Android wifi常见问题及分析
参考 Android Network/WiFi 那些事儿
前言
本文将讨论几个有意思的网络问题,同时介绍 Android 上常见WiFi 问题的分析思路。
网络基础Q & A
一. 网络分层缘由
分层想必大家很熟悉,是否想过为何需要这样分层?
网上大多都是介绍每一层的职责,似乎对为何要分层很少提及。
从软件设计模式的角度来看,分层有点像MVC、MVP、MVVM 等Android 架构模式。

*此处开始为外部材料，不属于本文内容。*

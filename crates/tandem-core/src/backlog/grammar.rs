//! Backlog grammar: epic headers and checkbox task lines.
//!
//! ```text
//! ## Epic 3: Billing [OWNER: claude_code] ⏳
//! - [ ] **Story 3.1:** Invoice export
//! - [x] **3.2:** Refund flow
//! ```
//!
//! The document is kept as its original lines (line endings included), so
//! serializing an unedited `Backlog` reproduces the input byte for byte.

use std::{ops::Range, sync::OnceLock};

use regex::Regex;

use crate::AgentId;

static EPIC_RE: OnceLock<Option<Regex>> = OnceLock::new();
static TASK_RE: OnceLock<Option<Regex>> = OnceLock::new();
static CHECKBOX_RE: OnceLock<Option<Regex>> = OnceLock::new();

fn epic_re() -> Option<&'static Regex> {
    EPIC_RE
        .get_or_init(|| {
            Regex::new(
                r"^##\s+Epic\s+(\d+):\s+(.+?)\s*(?:\[OWNER:\s*(.+?)\])?\s*(?:[✅🔴⏳].*)?$",
            )
            .ok()
        })
        .as_ref()
}

fn task_re() -> Option<&'static Regex> {
    TASK_RE
        .get_or_init(|| {
            Regex::new(r"(?i)^\s*-\s*\[(\s*|x)\]\s*\*\*(?:(story|epic)\s+)?([^:*\s][^:*]*?)\s*:")
                .ok()
        })
        .as_ref()
}

fn checkbox_re() -> Option<&'static Regex> {
    CHECKBOX_RE
        .get_or_init(|| Regex::new(r"(?i)^\s*-\s*\[(\s|x)\]").ok())
        .as_ref()
}

/// `## Epic N: name [OWNER: agent]`
#[derive(Debug, Clone, PartialEq, Eq)]
pub struct EpicHeader {
    pub line: usize,
    pub number: String,
    pub name: String,
    pub owner: Option<AgentId>,
}

#[derive(Debug, Clone, Copy, PartialEq, Eq)]
pub enum TaskKind {
    Story,
    Epic,
}

/// A checkbox line carrying a bold `**id:**` label
#[derive(Debug, Clone, PartialEq, Eq)]
pub struct TaskLine {
    pub line: usize,
    pub checked: bool,
    pub kind: Option<TaskKind>,
    pub id: String,
    /// Byte range of the checkbox interior within the line
    mark: Range<usize>,
}

impl TaskLine {
    /// Whether this line is the task `task_id` refers to.
    pub fn matches(&self, task_id: &str) -> bool {
        self.id.to_lowercase() == normalize_task_id(task_id)
    }
}

/// Per-epic completion counts
#[derive(Debug, Clone, PartialEq)]
pub struct EpicProgress {
    pub number: String,
    pub name: String,
    pub owner: Option<AgentId>,
    pub done: usize,
    pub total: usize,
}

impl EpicProgress {
    #[allow(clippy::cast_precision_loss)]
    pub fn percent(&self) -> f64 {
        if self.total == 0 {
            0.0
        } else {
            self.done as f64 / self.total as f64 * 100.0
        }
    }
}

/// Parsed backlog document
#[derive(Debug, Clone, PartialEq, Eq)]
pub struct Backlog {
    lines: Vec<String>,
}

impl Backlog {
    pub fn parse(text: &str) -> Self {
        Self {
            lines: text.split_inclusive('\n').map(str::to_string).collect(),
        }
    }

    /// Serialize back to text.
    pub fn render(&self) -> String {
        self.lines.concat()
    }

    fn content_lines(&self) -> impl Iterator<Item = (usize, &str)> {
        self.lines
            .iter()
            .enumerate()
            .map(|(index, line)| (index, line.trim_end_matches(['\n', '\r'])))
    }

    pub fn epics(&self) -> Vec<EpicHeader> {
        let Some(re) = epic_re() else {
            return Vec::new();
        };
        self.content_lines()
            .filter_map(|(index, line)| {
                re.captures(line).map(|caps| EpicHeader {
                    line: index,
                    number: caps[1].to_string(),
                    name: caps[2].trim().to_string(),
                    owner: caps
                        .get(3)
                        .map(|owner| owner.as_str().trim())
                        .filter(|owner| !owner.is_empty())
                        .map(AgentId::new),
                })
            })
            .collect()
    }

    /// The header of epic `number`, if present.
    pub fn epic(&self, number: &str) -> Option<EpicHeader> {
        self.epics().into_iter().find(|epic| epic.number == number)
    }

    pub fn tasks(&self) -> Vec<TaskLine> {
        let Some(re) = task_re() else {
            return Vec::new();
        };
        self.content_lines()
            .filter_map(|(index, line)| {
                let caps = re.captures(line)?;
                let mark = caps.get(1)?;
                let kind = caps.get(2).map(|kind| {
                    if kind.as_str().eq_ignore_ascii_case("epic") {
                        TaskKind::Epic
                    } else {
                        TaskKind::Story
                    }
                });
                Some(TaskLine {
                    line: index,
                    checked: mark.as_str().eq_ignore_ascii_case("x"),
                    kind,
                    id: caps[3].trim().to_string(),
                    mark: mark.range(),
                })
            })
            .collect()
    }

    /// The pending task `task_id` refers to.
    ///
    /// Labels with a `Story`/`Epic` prefix are preferred over bare ids.
    pub fn find_pending(&self, task_id: &str) -> Option<TaskLine> {
        let candidates: Vec<TaskLine> = self
            .tasks()
            .into_iter()
            .filter(|task| !task.checked && task.matches(task_id))
            .collect();

        let prefixed = candidates.iter().find(|task| task.kind.is_some()).cloned();
        if candidates.len() > 1 {
            tracing::warn!(task_id, matches = candidates.len(), "task id is not unique");
        }
        prefixed.or_else(|| candidates.into_iter().next())
    }

    /// Flip `task` to complete. Returns `false` if it already was.
    pub fn complete(&mut self, task: &TaskLine) -> bool {
        if task.checked {
            return false;
        }
        match self.lines.get_mut(task.line) {
            Some(line) if line.get(task.mark.clone()).is_some() => {
                line.replace_range(task.mark.clone(), "x");
                true
            }
            _ => false,
        }
    }

    /// Completion counts per epic section, skipping epics with no tasks.
    pub fn progress(&self) -> Vec<EpicProgress> {
        let epics = self.epics();
        let Some(checkbox) = checkbox_re() else {
            return Vec::new();
        };

        epics
            .iter()
            .enumerate()
            .filter_map(|(index, epic)| {
                let end = epics.get(index + 1).map_or(self.lines.len(), |next| next.line);
                let (done, total) = self
                    .content_lines()
                    .skip(epic.line + 1)
                    .take(end.saturating_sub(epic.line + 1))
                    .filter_map(|(_, line)| checkbox.captures(line))
                    .fold((0, 0), |(done, total), caps| {
                        let checked = caps[1].eq_ignore_ascii_case("x");
                        (done + usize::from(checked), total + 1)
                    });
                (total > 0).then(|| EpicProgress {
                    number: epic.number.clone(),
                    name: epic.name.clone(),
                    owner: epic.owner.clone(),
                    done,
                    total,
                })
            })
            .collect()
    }
}

/// Lowercase `task_id` with any `story`/`epic` words removed.
pub fn normalize_task_id(task_id: &str) -> String {
    task_id
        .to_lowercase()
        .replace("story", "")
        .replace("epic", "")
        .trim()
        .to_string()
}

/// Leading numeric component of a task id: `"Story 3.1"` → `"3"`.
pub fn epic_number(task_id: &str) -> Option<String> {
    let digits: String = normalize_task_id(task_id)
        .chars()
        .take_while(char::is_ascii_digit)
        .collect();
    (!digits.is_empty()).then_some(digits)
}

#[cfg(test)]
mod tests {
    use super::*;

    const BACKLOG: &str = "# Backlog\n\
\n\
## Epic 1: Foundations [OWNER: antigravity] ✅\n\
- [x] **Story 1.1:** Repo layout\n\
- [x] **Story 1.2:** CI\n\
\n\
## Epic 2: Billing\n\
- [ ] **Story 2.1:** Invoices\n\
  - [ ] subtask without id\n\
- [ ] **2.2:** Refunds\n\
\n\
## Epic 3: Reports [OWNER: claude_code]\n\
- [ ] **Story 3.1:** Weekly summary\n";

    #[test]
    fn test_epic_headers_with_optional_owner() {
        let epics = Backlog::parse(BACKLOG).epics();
        assert_eq!(epics.len(), 3);
        assert_eq!(epics[0].name, "Foundations");
        assert_eq!(epics[0].owner, Some(AgentId::new("antigravity")));
        assert_eq!(epics[1].name, "Billing");
        assert_eq!(epics[1].owner, None);
        assert_eq!(epics[2].owner, Some(AgentId::new("claude_code")));
    }

    #[test]
    fn test_task_lines() {
        let tasks = Backlog::parse(BACKLOG).tasks();
        let ids: Vec<&str> = tasks.iter().map(|t| t.id.as_str()).collect();
        assert_eq!(ids, vec!["1.1", "1.2", "2.1", "2.2", "3.1"]);
        assert!(tasks[0].checked);
        assert_eq!(tasks[2].kind, Some(TaskKind::Story));
        assert_eq!(tasks[3].kind, None);
    }

    #[test]
    fn test_render_is_identity() {
        let text = "line one\r\nline two\n\nno trailing newline";
        assert_eq!(Backlog::parse(text).render(), text);
    }

    #[test]
    fn test_find_pending_accepts_prefixes() {
        let backlog = Backlog::parse(BACKLOG);
        assert_eq!(backlog.find_pending("2.1").map(|t| t.line), Some(7));
        assert_eq!(backlog.find_pending("Story 2.1").map(|t| t.line), Some(7));
        assert_eq!(backlog.find_pending("story 2.2").map(|t| t.line), Some(9));
        assert!(backlog.find_pending("1.1").is_none());
        assert!(backlog.find_pending("9.9").is_none());
    }

    #[test]
    fn test_complete_touches_only_the_mark() {
        let mut backlog = Backlog::parse(BACKLOG);
        let task = backlog.find_pending("3.1");
        assert!(task.as_ref().is_some_and(|t| backlog.complete(t)));
        let expected = BACKLOG.replace(
            "- [ ] **Story 3.1:** Weekly summary",
            "- [x] **Story 3.1:** Weekly summary",
        );
        assert_eq!(backlog.render(), expected);
    }

    #[test]
    fn test_progress_counts_subtasks() {
        let progress = Backlog::parse(BACKLOG).progress();
        assert_eq!(progress.len(), 3);
        assert_eq!((progress[0].done, progress[0].total), (2, 2));
        assert_eq!((progress[1].done, progress[1].total), (0, 3));
        assert!((progress[0].percent() - 100.0).abs() < f64::EPSILON);
    }

    #[test]
    fn test_epic_number() {
        assert_eq!(epic_number("3.1"), Some("3".to_string()));
        assert_eq!(epic_number("Story 12.4"), Some("12".to_string()));
        assert_eq!(epic_number("EPIC 2"), Some("2".to_string()));
        assert_eq!(epic_number("misc"), None);
    }
}
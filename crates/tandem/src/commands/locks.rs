//! `locks` and `locks release`

use anyhow::Result;
use tandem_core::{lock::validate_resource_name, LockManager, LockStore};

use super::Workspace;

/// List lock records with age and staleness.
///
/// # Errors
///
/// Fails when the lock directory cannot be read.
pub fn list(workspace: &Workspace) -> Result<()> {
    let manager = LockManager::from_config(&workspace.config, &workspace.root);
    let records = manager.records()?;

    if records.is_empty() {
        println!("No locks held.");
        return Ok(());
    }

    for status in &records {
        let state = if status.stale { "stale" } else { "held" };
        println!(
            "{:<16} {:<16} {:>6}s  {state}",
            status.record.resource, status.record.owner, status.age_secs
        );
    }
    Ok(())
}

/// Remove the record for `resource` whoever holds it.
///
/// # Errors
///
/// Fails on an invalid resource name.
pub fn release(workspace: &Workspace, resource: &str) -> Result<()> {
    validate_resource_name(resource)?;
    let manager = LockManager::from_config(&workspace.config, &workspace.root);
    let agent = workspace.agent(None);

    match manager.store().load(resource)? {
        Some(record) => {
            manager.release(resource, agent.as_str());
            println!("✓ Released '{resource}' (held by {})", record.owner);
        }
        None => println!("'{resource}' is not locked."),
    }
    Ok(())
}
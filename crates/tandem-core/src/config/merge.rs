//! Configuration merging logic (Immutable functional pattern)
//!
//! Later configs override earlier ones (defaults → global → project → env).
//! A field equal to its built-in default counts as "not set" and keeps the
//! earlier value.

use super::{
    defaults::default_backlog_candidates,
    types::{Config, LockConfig, OwnershipConfig},
};

impl Config {
    /// Merge another config into this one (other takes precedence)
    pub fn merge(self, other: Self) -> Self {
        let defaults = Self::default();
        Self {
            state_dir: pick(self.state_dir, other.state_dir, &defaults.state_dir),
            logs_dir: pick(self.logs_dir, other.logs_dir, &defaults.logs_dir),
            backlog_candidates: if other.backlog_candidates == default_backlog_candidates() {
                self.backlog_candidates
            } else {
                other.backlog_candidates
            },
            default_agent: pick(
                self.default_agent,
                other.default_agent,
                &defaults.default_agent,
            ),
            lock: self.lock.merge(other.lock),
            ownership: self.ownership.merge(other.ownership),
        }
    }
}

impl LockConfig {
    fn merge(self, other: Self) -> Self {
        let defaults = Self::default();
        Self {
            stale_after_secs: pick(
                self.stale_after_secs,
                other.stale_after_secs,
                &defaults.stale_after_secs,
            ),
            poll_interval_ms: pick(
                self.poll_interval_ms,
                other.poll_interval_ms,
                &defaults.poll_interval_ms,
            ),
            max_wait_secs: pick(
                self.max_wait_secs,
                other.max_wait_secs,
                &defaults.max_wait_secs,
            ),
        }
    }
}

impl OwnershipConfig {
    fn merge(self, other: Self) -> Self {
        Self {
            policy: pick(self.policy, other.policy, &Self::default().policy),
        }
    }
}

fn pick<T: PartialEq>(current: T, incoming: T, default: &T) -> T {
    if &incoming == default {
        current
    } else {
        incoming
    }
}
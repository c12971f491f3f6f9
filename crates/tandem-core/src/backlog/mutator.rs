//! Marking backlog tasks complete.
//!
//! [`complete_task`] is the pure text transformation; [`TaskMutator`] wraps
//! it in the backlog lock and the file read/write.

use std::{path::Path, time::Duration};

use super::{
    grammar::Backlog,
    ownership::{resolve, OwnershipPolicy},
};
use crate::{
    lock::{LockManager, LockStore, BACKLOG_RESOURCE},
    AgentId, Error, Result,
};

/// A successful completion.
#[derive(Debug, Clone, PartialEq, Eq)]
pub struct Completion {
    pub new_text: String,
    /// Zero-based line index of the flipped checkbox
    pub line: usize,
    /// Ownership warning when a foreign epic was forced
    pub warning: Option<String>,
}

/// Outcome of [`TaskMutator::mark_done`] in reporting form.
#[derive(Debug, Clone, PartialEq, Eq)]
pub struct MarkDone {
    pub ok: bool,
    pub message: String,
    pub new_text: Option<String>,
}

/// Flip the first pending checkbox matching `task_id`.
///
/// # Errors
///
/// - `Error::OwnershipConflict` if the policy denies `agent`
/// - `Error::NotFound` if no pending line matches
pub fn complete_task(
    content: &str,
    task_id: &str,
    agent: &AgentId,
    force: bool,
    policy: OwnershipPolicy,
) -> Result<Completion> {
    let mut backlog = Backlog::parse(content);
    let warning = policy.enforce(&resolve(&backlog, task_id, agent), force)?;

    let task = backlog
        .find_pending(task_id)
        .ok_or_else(|| Error::NotFound(format!("task '{task_id}' (or it is already complete)")))?;

    if !backlog.complete(&task) {
        return Err(Error::ParseMismatch(format!(
            "checkbox of task '{task_id}' on line {}",
            task.line + 1
        )));
    }

    Ok(Completion {
        new_text: backlog.render(),
        line: task.line,
        warning,
    })
}

/// Lock-protected backlog edits.
#[derive(Debug)]
pub struct TaskMutator<'a, S: LockStore> {
    locks: &'a LockManager<S>,
    policy: OwnershipPolicy,
    max_wait: Duration,
}

impl<'a, S: LockStore> TaskMutator<'a, S> {
    pub const fn new(locks: &'a LockManager<S>, policy: OwnershipPolicy, max_wait: Duration) -> Self {
        Self {
            locks,
            policy,
            max_wait,
        }
    }

    /// Complete `task_id` in the backlog at `path`, holding the backlog lock
    /// for the whole read-modify-write.
    ///
    /// # Errors
    ///
    /// - `Error::Contention` if the lock is not obtained within `max_wait`
    /// - `Error::Io` if the backlog cannot be read or written
    /// - anything [`complete_task`] returns
    pub async fn try_mark_done(
        &self,
        path: &Path,
        task_id: &str,
        agent: &AgentId,
        force: bool,
    ) -> Result<Completion> {
        let Some(guard) = self
            .locks
            .guard(BACKLOG_RESOURCE, agent.as_str(), self.max_wait)
            .await
        else {
            return Err(Error::Contention {
                resource: BACKLOG_RESOURCE.to_string(),
                waited_secs: self.max_wait.as_secs(),
            });
        };

        let content = std::fs::read_to_string(path).map_err(|e| Error::io_at(path, &e))?;
        let completion = complete_task(&content, task_id, agent, force, self.policy)?;
        std::fs::write(path, &completion.new_text).map_err(|e| Error::io_at(path, &e))?;

        tracing::info!(task_id, %agent, line = completion.line + 1, "task marked done");
        guard.release();
        Ok(completion)
    }

    /// [`TaskMutator::try_mark_done`] flattened into `{ok, message, new_text}`.
    pub async fn mark_done(
        &self,
        path: &Path,
        task_id: &str,
        agent: &AgentId,
        force: bool,
    ) -> MarkDone {
        let file_name = path
            .file_name()
            .map_or_else(|| path.display().to_string(), |name| name.to_string_lossy().into_owned());

        match self.try_mark_done(path, task_id, agent, force).await {
            Ok(completion) => {
                let done = format!("Task '{task_id}' marked as complete in {file_name}.");
                let message = match completion.warning {
                    Some(warning) => format!("{warning}\n{done}"),
                    None => done,
                };
                MarkDone {
                    ok: true,
                    message,
                    new_text: Some(completion.new_text),
                }
            }
            Err(Error::NotFound(_)) => MarkDone {
                ok: false,
                message: format!("Task '{task_id}' not found or already complete."),
                new_text: None,
            },
            Err(e) => MarkDone {
                ok: false,
                message: e.to_string(),
                new_text: None,
            },
        }
    }
}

其本质是为了解耦,职责更加明确,修改的话只改一层即可,不至于牵一发而动全身。
通过分层,对外屏蔽其复杂性,这样出问题的话容易定位到问题。
每一层的职责又是什么呢?
传输层解决的是进程定位的问题、网络层解决数据包寻路的问题、数据链路层解决局域网传输的问题。
二. MAC 层扮演的角色
关于MAC 层扮演的角色,你可能会说因为ip 会变,mac 地址的话,不过这似乎并没有解释清楚。
首先,我们需要达成这样的一个共识:
网络包在到达最终目的地之前,是不知道目标mac 地址的,这期间会经历无数次mac 层封装ip 层的过程,比如某一次mac层包装ip层时,这时候的mac层地址并不一定是最终的目标mac地址。
有可能是相连的一台路由器的mac地址,解码之后看ip,发现ip 不在这个局域网内,然后再次包装一层mac 地址,发给相连(也有可能不是相连,反正就是根据某种规则规定的下一个路由器)路由器。
数据包上ip 地址的作用是在外网上投递用的,内网就不行了,必须要用mac,使用mac 其中一个原因是为了在局域网内确认到那台正确的计算机。
信息传递时候,需要知道的其实就是两个地址:
• 终点地址(Final destination address)
• 下一跳的地址(Next hop address)
IP地址本质上是终点地址,它在跳过路由器(hop)的时候不会改变,而MAC 地址则是下一跳的地址,每跳过一次路由器都会改变。
[引用1]
归纳下来一句话:
MAC 作用是局域网内寻址,IP 作用是网络寻址。
三. DHCP
从日志中看DHCP 的过程 (logcat & driver)
Q:DHCP Offer 和 DHCP ACK是广播包吗?
A:取决于client 端的ip 协议栈的能力,如果协议栈在初始化过程中,不接收单播IP报文,请在DHCP Discovery/ Request报文的Flags里明确告知服务器,设置BROADCAST flag = 1,服务器就用广播来和客户端通信。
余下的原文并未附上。